Your ex sounds like he's having a ton of issues himself. It's probably good you distance yourself as much as possible until he gets help or at least begins seeking it. It sounds as if his injury has caused this roller coaster of emotions for him and he needs help figuring a way to cope and deal with his fears, depression, and anxiety. Some people try to, "White knuckle" it and just grit their teeth and deal. The problem is that this is just no way to live...always fearing what emotion is lurking just beneath the surface. Seeking help can help him in coping and treating his illness instead of just acting like it doesn't exist and being miserable. In times like these, "tough love" is often necessary. Explaining to him that you love and care about him, but need to be able to depend on him emotionally and not fear how he will respond when you need him the most. And that you need him AND his child needs him...but the most important thing you need from him is stability and the best way to gain this is by seeking help to treat his problems and depression.
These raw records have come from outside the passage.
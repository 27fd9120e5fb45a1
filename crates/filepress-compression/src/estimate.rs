// FilePress - Content-aware file compression
// Copyright (C) 2025 FilePress Contributors
//
// This program is free software: you can redistribute it and/or modify
// it under the terms of the GNU Affero General Public License as published
// by the Free Software Foundation, either version 3 of the License, or
// (at your option) any later version.
//
// This program is distributed in the hope that it will be useful,
// but WITHOUT ANY WARRANTY; without even the implied warranty of
// MERCHANTABILITY or FITNESS FOR A PARTICULAR PURPOSE. See the
// GNU Affero General Public License for more details.

//! Rough output size estimates shown before compressing
//!
//! These are fixed ratios per class, not predictions from the codecs. They
//! use a coarser grouping than [`crate::classify`].

use crate::classify::{extension_of, media_type_essence};
use crate::Mode;
use serde::{Deserialize, Serialize};
use std::fmt;

/// Grouping used for estimates
#[derive(Debug, Clone, Copy, PartialEq, Eq, Hash, Serialize, Deserialize)]
#[serde(rename_all = "lowercase")]
pub enum EstimateClass {
    /// `image*`
    Image,
    /// `video*`
    Video,
    /// `audio*`
    Audio,
    /// `text*` or json, html, javascript
    Text,
    /// Office extensions
    Office,
    /// `.pdf`
    Pdf,
    /// `.zip`
    Zip,
    /// Anything else
    Other,
}

const OFFICE_EXTENSIONS: &[&str] = &["doc", "docx", "xls", "xlsx", "ppt", "pptx", "mdb", "accdb"];

impl EstimateClass {
    /// Group an upload
    pub fn of(declared_type: &str, file_name: &str) -> Self {
        let mime = media_type_essence(declared_type);
        let ext = extension_of(file_name);

        if mime.starts_with("image") {
            EstimateClass::Image
        } else if mime.starts_with("video") {
            EstimateClass::Video
        } else if mime.starts_with("audio") {
            EstimateClass::Audio
        } else if mime.starts_with("text")
            || mime.contains("json")
            || mime.contains("html")
            || mime.contains("javascript")
        {
            EstimateClass::Text
        } else if OFFICE_EXTENSIONS.contains(&ext.as_str()) {
            EstimateClass::Office
        } else if ext == "pdf" {
            EstimateClass::Pdf
        } else if ext == "zip" {
            EstimateClass::Zip
        } else {
            EstimateClass::Other
        }
    }

    /// Lowercase name
    pub fn as_str(self) -> &'static str {
        match self {
            EstimateClass::Image => "image",
            EstimateClass::Video => "video",
            EstimateClass::Audio => "audio",
            EstimateClass::Text => "text",
            EstimateClass::Office => "office",
            EstimateClass::Pdf => "pdf",
            EstimateClass::Zip => "zip",
            EstimateClass::Other => "other",
        }
    }

    /// Expected output/input ratio under `mode`
    pub fn ratio(self, mode: Mode) -> f64 {
        let (quality, max) = match self {
            EstimateClass::Image => (0.9, 0.5),
            EstimateClass::Video => (0.7, 0.4),
            EstimateClass::Audio => (0.8, 0.4),
            EstimateClass::Text => (0.7, 0.4),
            EstimateClass::Office | EstimateClass::Pdf | EstimateClass::Zip => (0.85, 0.5),
            EstimateClass::Other => (0.9, 0.6),
        };
        match mode {
            Mode::Quality => quality,
            Mode::Max => max,
        }
    }
}

impl fmt::Display for EstimateClass {
    fn fmt(&self, f: &mut fmt::Formatter<'_>) -> fmt::Result {
        f.write_str(self.as_str())
    }
}

/// Estimated output sizes for both modes
#[derive(Debug, Clone, Copy, PartialEq, Serialize, Deserialize)]
pub struct SizeEstimate {
    /// Class the estimate is based on
    pub class: EstimateClass,
    /// Input size in bytes
    pub original_size: u64,
    /// Estimated size in quality mode
    pub quality: u64,
    /// Estimated size in max mode
    pub max: u64,
}

impl SizeEstimate {
    /// Estimated size for `mode`
    pub fn for_mode(&self, mode: Mode) -> u64 {
        match mode {
            Mode::Quality => self.quality,
            Mode::Max => self.max,
        }
    }
}

/// Estimate output sizes for an upload of `size` bytes
pub fn estimate(declared_type: &str, file_name: &str, size: u64) -> SizeEstimate {
    let class = EstimateClass::of(declared_type, file_name);
    let scale = |mode| (size as f64 * class.ratio(mode)).round() as u64;

    SizeEstimate {
        class,
        original_size: size,
        quality: scale(Mode::Quality),
        max: scale(Mode::Max),
    }
}
// FilePress - Content-aware file compression
// Copyright (C) 2025 FilePress Contributors
//
// This program is free software: you can redistribute it and/or modify
// it under the terms of the GNU Affero General Public License as published
// by the Free Software Foundation, either version 3 of the License, or
// (at your option) any later version.
//
// This program is distributed in the hope that it will be useful,
// but WITHOUT ANY WARRANTY; without even the implied warranty of
// MERCHANTABILITY or FITNESS FOR A PARTICULAR PURPOSE. See the
// GNU Affero General Public License for more details.


//! Generated test fixtures.
//!
//! Images are rendered in memory so no binary files need to live in the
//! repository.

use image::{DynamicImage, ImageFormat, Rgb, RgbImage, Rgba, RgbaImage};
use std::fs;
use std::io::Cursor;
use std::path::{Path, PathBuf};

/// Test fixture helpers.
pub struct TestFixtures;

impl TestFixtures {
    /// Gradient RGBA image of the given size.
    pub fn gradient(width: u32, height: u32) -> DynamicImage {
        let img = RgbaImage::from_fn(width, height, |x, y| {
            Rgba([
                (x * 255 / width.max(1)) as u8,
                (y * 255 / height.max(1)) as u8,
                ((x + y) % 256) as u8,
                255,
            ])
        });
        DynamicImage::ImageRgba8(img)
    }

    /// Noisy RGB photo-like image; compresses poorly as PNG.
    pub fn noisy(width: u32, height: u32) -> DynamicImage {
        let mut state: u32 = 0x2545_f491;
        let img = RgbImage::from_fn(width, height, |_, _| {
            // xorshift
            state ^= state << 13;
            state ^= state >> 17;
            state ^= state << 5;
            let [r, g, b, _] = state.to_le_bytes();
            Rgb([r, g, b])
        });
        DynamicImage::ImageRgb8(img)
    }

    /// Encode `img` in `format`.
    pub fn encode(img: &DynamicImage, format: ImageFormat) -> Vec<u8> {
        let mut out = Cursor::new(Vec::new());
        img.write_to(&mut out, format).expect("fixture image encodes");
        out.into_inner()
    }

    /// PNG gradient of the given size.
    pub fn png(width: u32, height: u32) -> Vec<u8> {
        Self::encode(&Self::gradient(width, height), ImageFormat::Png)
    }

    /// JPEG of a noisy image of the given size.
    pub fn jpeg(width: u32, height: u32) -> Vec<u8> {
        Self::encode(&Self::noisy(width, height), ImageFormat::Jpeg)
    }

    /// Repetitive prose of roughly `target_size` bytes.
    pub fn text(target_size: usize) -> Vec<u8> {
        let pattern = b"FilePress squeezes uploads without changing what they are.\n";
        let repeats = (target_size / pattern.len()) + 1;
        pattern.repeat(repeats).into_iter().take(target_size).collect()
    }

    /// JSON document with `records` entries.
    pub fn json(records: usize) -> Vec<u8> {
        let body: Vec<String> = (0..records)
            .map(|i| format!(r#"{{"id":{},"name":"item-{}","tags":["alpha","beta"]}}"#, i, i))
            .collect();
        format!("[{}]", body.join(",")).into_bytes()
    }

    /// Binary content with a predictable but varied pattern.
    pub fn binary(size: usize) -> Vec<u8> {
        (0..size).map(|i| ((i * 31 + i / 7) % 256) as u8).collect()
    }

    /// Write `contents` to `dir/name` and return the path.
    pub fn write(dir: &Path, name: &str, contents: &[u8]) -> PathBuf {
        let path = dir.join(name);
        fs::write(&path, contents).expect("fixture file written");
        path
    }
}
And you need to take care of YOU as well! This kind of stress isn't good for you or the baby! That being said, we want to offer any help or advice we can. Please let us know your needs, so that we can better help. If you need counseling or baby items, or all of the above, we can find resources in your area to assist you. Just let us know. You have found a safe and supportive place...feel free to post anytime as often as you like. Please continue to come back and keep us posted! You, your ex, and your little one will be in my prayers!